> **Required action**
Check every line of the entries below for "caps", and copy the lines that have it.

Data records:
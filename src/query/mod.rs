//! Queries and their compilation to SQL.
//!
//! A [`Query`] names a base model and carries two independent conditions:
//! the caller's own filter and a context filter that is ANDed in only when
//! a statement is compiled "with context". [`QueryCompiler`] turns a query
//! into [`Statement`]s.
//!
//! ```
//! use berth::condition::Condition;
//! use berth::query::Query;
//!
//! let query = Query::new("Person")
//!     .filter(Condition::new().field("Age").greater_or_equal(18))
//!     .order("name desc, id")
//!     .unwrap()
//!     .limit(10);
//! assert_eq!(query.order_fields().len(), 2);
//! ```

pub mod compiler;
pub mod join;
pub mod statement;
pub(crate) mod where_clause;

pub use compiler::QueryCompiler;
pub use join::{plan_joins, ColumnRef, JoinPlan, TableJoin};
pub use statement::Statement;

use crate::condition::{Condition, FieldPath};
use crate::error::ConditionError;
use crate::value::Value;
use once_cell::sync::Lazy;
use regex::Regex;
use std::collections::BTreeMap;

/// Field values keyed by field name or json name.
pub type FieldMap = BTreeMap<String, Value>;

static ORDER_ITEM: Lazy<Regex> = Lazy::new(|| {
    Regex::new(r"(?i)^\s*([a-z_][a-z0-9_.]*)(?:\s+(asc|desc))?\s*$")
        .expect("order pattern is valid")
});

/// One `ORDER BY` item.
#[derive(Debug, Clone, PartialEq, Eq)]
pub struct OrderField {
    pub path: FieldPath,
    pub descending: bool,
}

impl OrderField {
    pub fn asc(path: impl Into<FieldPath>) -> Self {
        Self {
            path: path.into(),
            descending: false,
        }
    }

    pub fn desc(path: impl Into<FieldPath>) -> Self {
        Self {
            path: path.into(),
            descending: true,
        }
    }

    /// Parse `"name desc, manager_id.name, id asc"`.
    ///
    /// # Errors
    ///
    /// `ConditionError::InvalidOrder` naming the first malformed item.
    pub fn parse_list(clause: &str) -> Result<Vec<OrderField>, ConditionError> {
        if clause.trim().is_empty() {
            return Ok(Vec::new());
        }
        clause.split(',')
            .map(|item| {
                let caps = ORDER_ITEM
                    .captures(item)
                    .ok_or_else(|| ConditionError::InvalidOrder(item.trim().to_string()))?;
                let descending = caps
                    .get(2)
                    .is_some_and(|dir| dir.as_str().eq_ignore_ascii_case("desc"));
                Ok(OrderField {
                    path: FieldPath::parse(&caps[1]),
                    descending,
                })
            })
            .collect()
    }
}

#[derive(Debug, Clone)]
pub struct Query {
    model: String,
    condition: Condition,
    context_condition: Condition,
    limit: Option<u64>,
    offset: u64,
    group_fields: Vec<FieldPath>,
    order_fields: Vec<OrderField>,
    context_order: Vec<OrderField>,
}

impl Query {
    pub fn new(model: impl Into<String>) -> Self {
        Self {
            model: model.into(),
            condition: Condition::new(),
            context_condition: Condition::new(),
            limit: None,
            offset: 0,
            group_fields: Vec::new(),
            order_fields: Vec::new(),
            context_order: Vec::new(),
        }
    }

    /// AND `cond` into the query's filter.
    pub fn filter(mut self, cond: Condition) -> Self {
        self.condition = std::mem::take(&mut self.condition).intersect(cond);
        self
    }

    /// AND `cond` into the context filter.
    pub fn context_filter(mut self, cond: Condition) -> Self {
        self.context_condition = std::mem::take(&mut self.context_condition).intersect(cond);
        self
    }

    pub fn limit(mut self, limit: u64) -> Self {
        self.limit = Some(limit);
        self
    }

    pub fn offset(mut self, offset: u64) -> Self {
        self.offset = offset;
        self
    }

    pub fn group_by(mut self, path: impl Into<FieldPath>) -> Self {
        self.group_fields.push(path.into());
        self
    }

    pub fn order_by(mut self, field: OrderField) -> Self {
        self.order_fields.push(field);
        self
    }

    /// Append the items of an order string such as `"name desc, id"`.
    ///
    /// # Errors
    ///
    /// `ConditionError::InvalidOrder` for a malformed item.
    pub fn order(mut self, clause: &str) -> Result<Self, ConditionError> {
        self.order_fields.extend(OrderField::parse_list(clause)?);
        Ok(self)
    }

    /// Ordering applied inside the distinct subquery, after the id.
    pub fn context_order_by(mut self, field: OrderField) -> Self {
        self.context_order.push(field);
        self
    }

    /// A copy restricted to the given record ids.
    pub fn for_ids(&self, ids: &[i64]) -> Query {
        self.clone()
            .filter(Condition::new().field("id").is_in(Value::RelationIds(ids.to_vec())))
    }

    pub fn model(&self) -> &str {
        &self.model
    }

    pub fn condition(&self) -> &Condition {
        &self.condition
    }

    pub fn context_condition(&self) -> &Condition {
        &self.context_condition
    }

    pub fn limit_value(&self) -> Option<u64> {
        self.limit
    }

    pub fn offset_value(&self) -> u64 {
        self.offset
    }

    pub fn group_fields(&self) -> &[FieldPath] {
        &self.group_fields
    }

    pub fn order_fields(&self) -> &[OrderField] {
        &self.order_fields
    }

    pub fn context_order(&self) -> &[OrderField] {
        &self.context_order
    }

    /// The filter, with the context filter ANDed in when asked for.
    pub fn effective_condition(&self, with_context: bool) -> Condition {
        if with_context {
            self.condition.clone().intersect(self.context_condition.clone())
        } else {
            self.condition.clone()
        }
    }

    pub(crate) fn with_condition(&self, condition: Condition) -> Query {
        let mut query = self.clone();
        query.condition = condition;
        query
    }

    pub(crate) fn with_context_condition(&self, condition: Condition) -> Query {
        let mut query = self.clone();
        query.context_condition = condition;
        query
    }
}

> **Result of this task**
                let caps = ORDER_ITEM
                let descending = caps
                    path: FieldPath::parse(&caps[1]),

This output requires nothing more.